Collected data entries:

//! Inbound frame routing and request/response correlation.
//!
//! The [`Dispatcher`] is shared between the session and its driver task. The
//! driver hands it every application frame; subscribers registered for the
//! frame's type are called in turn, and `<type>_response` frames resolve the
//! matching pending request. The registry lock is never held while a
//! handler runs.

use std::collections::HashMap;
use std::panic::{catch_unwind, AssertUnwindSafe};
use std::sync::{Arc, Weak};
use std::time::Duration;

use chrono::{DateTime, Utc};
use parking_lot::Mutex;
use serde_json::{Map, Value};
use switchboard_proto::control::{is_reserved, is_response, response_type, REQUEST_ID_FIELD};
use switchboard_proto::{generate_id, Frame, Message, Priority};
use tokio::sync::oneshot;
use tracing::{debug, error, trace, warn};

use crate::error::{ClientError, Result};

/// Callback invoked for each inbound message of a subscribed type.
pub type Handler = Arc<dyn Fn(&Message) + Send + Sync>;

/// A request awaiting its correlated response.
#[derive(Debug)]
pub struct PendingRequest {
    /// Correlation id, also the id of the request message.
    pub id: String,
    /// Request message type.
    pub kind: String,
    /// Payload as sent, including the correlation id.
    pub payload: Value,
    /// When the request was registered.
    pub timestamp: DateTime<Utc>,
    responder: oneshot::Sender<Value>,
}

#[derive(Default)]
struct Registry {
    subscribers: HashMap<String, Vec<(u64, Handler)>>,
    pending: HashMap<String, PendingRequest>,
    next_subscriber: u64,
}

/// Routes inbound frames to subscribers and pending requests.
#[derive(Clone, Default)]
pub struct Dispatcher {
    registry: Arc<Mutex<Registry>>,
}

impl std::fmt::Debug for Dispatcher {
    fn fmt(&self, f: &mut std::fmt::Formatter<'_>) -> std::fmt::Result {
        let registry = self.registry.lock();
        f.debug_struct("Dispatcher")
            .field("subscribed_types", &registry.subscribers.len())
            .field("pending_requests", &registry.pending.len())
            .finish()
    }
}

impl Dispatcher {
    /// Create an empty dispatcher.
    #[must_use]
    pub fn new() -> Self {
        Self::default()
    }

    /// Register a handler for a message type.
    ///
    /// The handler stays registered until the returned [`Subscription`] is
    /// unsubscribed or dropped.
    pub fn subscribe<F>(&self, kind: impl Into<String>, handler: F) -> Subscription
    where
        F: Fn(&Message) + Send + Sync + 'static,
    {
        let kind = kind.into();
        if is_reserved(&kind) {
            warn!(kind = %kind, "subscribing to a reserved type; it is never delivered");
        }

        let mut registry = self.registry.lock();
        registry.next_subscriber += 1;
        let id = registry.next_subscriber;
        registry
            .subscribers
            .entry(kind.clone())
            .or_default()
            .push((id, Arc::new(handler)));
        debug!(kind = %kind, subscriber = id, "subscribed");

        Subscription {
            registry: Arc::downgrade(&self.registry),
            kind,
            id,
            active: true,
        }
    }

    /// Number of handlers registered for a type.
    #[must_use]
    pub fn subscriber_count(&self, kind: &str) -> usize {
        self.registry
            .lock()
            .subscribers
            .get(kind)
            .map_or(0, Vec::len)
    }

    /// Number of requests awaiting a response.
    #[must_use]
    pub fn pending_requests(&self) -> usize {
        self.registry.lock().pending.len()
    }

    /// Whether any pending request would accept a frame of this type.
    #[must_use]
    pub fn routes_response(&self, kind: &str) -> bool {
        self.registry
            .lock()
            .pending
            .values()
            .any(|p| response_type(&p.kind) == kind)
    }

    /// Register a pending request and build the message that carries it.
    ///
    /// The message has high priority and its id equals the correlation id.
    /// The entry is removed when the response arrives or when the returned
    /// [`PendingResponse`] is dropped.
    pub fn begin_request(&self, kind: &str, payload: Value) -> (Message, PendingResponse) {
        let id = generate_id();
        let payload = with_request_id(payload, &id);
        let (responder, rx) = oneshot::channel();

        self.registry.lock().pending.insert(
            id.clone(),
            PendingRequest {
                id: id.clone(),
                kind: kind.to_string(),
                payload: payload.clone(),
                timestamp: Utc::now(),
                responder,
            },
        );
        trace!(kind, request_id = %id, "request registered");

        let message = Message::new(kind, payload)
            .with_id(id.clone())
            .with_priority(Priority::High);
        let pending = PendingResponse {
            rx,
            kind: kind.to_string(),
            guard: PendingGuard {
                registry: Arc::downgrade(&self.registry),
                id,
            },
        };
        (message, pending)
    }

    /// Route one inbound frame.
    pub fn dispatch(&self, frame: Frame) {
        if is_response(&frame.kind) {
            self.resolve(frame);
            return;
        }
        if is_reserved(&frame.kind) {
            trace!(kind = %frame.kind, "reserved frame not dispatched");
            return;
        }

        let handlers: Vec<Handler> = self
            .registry
            .lock()
            .subscribers
            .get(&frame.kind)
            .map(|entries| entries.iter().map(|(_, h)| Arc::clone(h)).collect())
            .unwrap_or_default();
        if handlers.is_empty() {
            trace!(kind = %frame.kind, "no subscribers");
            return;
        }

        let message = Message::from(frame);
        for handler in handlers {
            if let Err(panic) = catch_unwind(AssertUnwindSafe(|| handler(&message))) {
                error!(
                    kind = %message.kind,
                    id = %message.id,
                    panic = panic_message(panic.as_ref()),
                    "subscriber panicked"
                );
            }
        }
    }

    fn resolve(&self, frame: Frame) {
        let Some(request_id) = frame.payload_str(REQUEST_ID_FIELD).map(str::to_owned) else {
            debug!(kind = %frame.kind, "dropping response without requestId");
            return;
        };

        let pending = {
            let mut registry = self.registry.lock();
            match registry.pending.get(&request_id) {
                Some(p) if response_type(&p.kind) == frame.kind => {
                    registry.pending.remove(&request_id)
                }
                _ => None,
            }
        };

        match pending {
            Some(pending) => {
                trace!(kind = %pending.kind, request_id = %pending.id, "response matched");
                // The caller may have given up in the meantime.
                let _ = pending.responder.send(frame.payload);
            }
            None => debug!(kind = %frame.kind, request_id = %request_id, "dropping unmatched response"),
        }
    }
}

/// Handle to a registered subscriber.
#[must_use = "dropping a Subscription unsubscribes its handler"]
#[derive(Debug)]
pub struct Subscription {
    registry: Weak<Mutex<Registry>>,
    kind: String,
    id: u64,
    active: bool,
}

impl Subscription {
    /// Subscribed message type.
    #[must_use]
    pub fn kind(&self) -> &str {
        &self.kind
    }

    /// Remove the handler.
    pub fn unsubscribe(mut self) {
        self.remove();
    }

    /// Keep the handler registered for the dispatcher's lifetime.
    pub fn detach(mut self) {
        self.active = false;
    }

    fn remove(&mut self) {
        if !std::mem::take(&mut self.active) {
            return;
        }
        let Some(registry) = self.registry.upgrade() else {
            return;
        };
        let mut registry = registry.lock();
        if let Some(entries) = registry.subscribers.get_mut(&self.kind) {
            entries.retain(|(id, _)| *id != self.id);
            if entries.is_empty() {
                registry.subscribers.remove(&self.kind);
            }
        }
        debug!(kind = %self.kind, subscriber = self.id, "unsubscribed");
    }
}

impl Drop for Subscription {
    fn drop(&mut self) {
        self.remove();
    }
}

struct PendingGuard {
    registry: Weak<Mutex<Registry>>,
    id: String,
}

impl Drop for PendingGuard {
    fn drop(&mut self) {
        if let Some(registry) = self.registry.upgrade() {
            registry.lock().pending.remove(&self.id);
        }
    }
}

/// The caller's side of a pending request.
pub struct PendingResponse {
    rx: oneshot::Receiver<Value>,
    kind: String,
    guard: PendingGuard,
}

impl std::fmt::Debug for PendingResponse {
    fn fmt(&self, f: &mut std::fmt::Formatter<'_>) -> std::fmt::Result {
        f.debug_struct("PendingResponse")
            .field("kind", &self.kind)
            .field("id", &self.guard.id)
            .finish()
    }
}

impl PendingResponse {
    /// Correlation id.
    #[must_use]
    pub fn id(&self) -> &str {
        &self.guard.id
    }

    /// Wait for the response payload.
    ///
    /// # Errors
    ///
    /// Returns [`ClientError::RequestTimeout`] if no response arrives in
    /// time, or [`ClientError::SessionClosed`] if the dispatcher went away.
    pub async fn wait(self, timeout: Duration) -> Result<Value> {
        let Self { rx, kind, guard } = self;
        let outcome = tokio::time::timeout(timeout, rx).await;
        drop(guard);
        match outcome {
            Ok(Ok(value)) => Ok(value),
            Ok(Err(_)) => Err(ClientError::SessionClosed),
            Err(_) => {
                debug!(kind = %kind, timeout_ms = timeout.as_millis() as u64, "request timed out");
                Err(ClientError::RequestTimeout { kind, timeout })
            }
        }
    }
}

/// Add the correlation id to a request payload.
///
/// Objects gain a `requestId` field; any other value is wrapped as
/// `{"value": .., "requestId": ..}`, and `null` becomes `{"requestId": ..}`.
fn with_request_id(payload: Value, id: &str) -> Value {
    let mut map = match payload {
        Value::Object(map) => map,
        Value::Null => Map::new(),
        other => {
            let mut map = Map::new();
            map.insert("value".to_string(), other);
            map
        }
    };
    map.insert(REQUEST_ID_FIELD.to_string(), Value::String(id.to_string()));
    Value::Object(map)
}

fn panic_message(panic: &(dyn std::any::Any + Send)) -> &str {
    panic
        .downcast_ref::<&str>()
        .copied()
        .or_else(|| panic.downcast_ref::<String>().map(String::as_str))
        .unwrap_or("unknown panic")
}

Assigned task:
Once you have counted every line above that contains the string "arrives", give that number and nothing more.

Solution to this problem:
2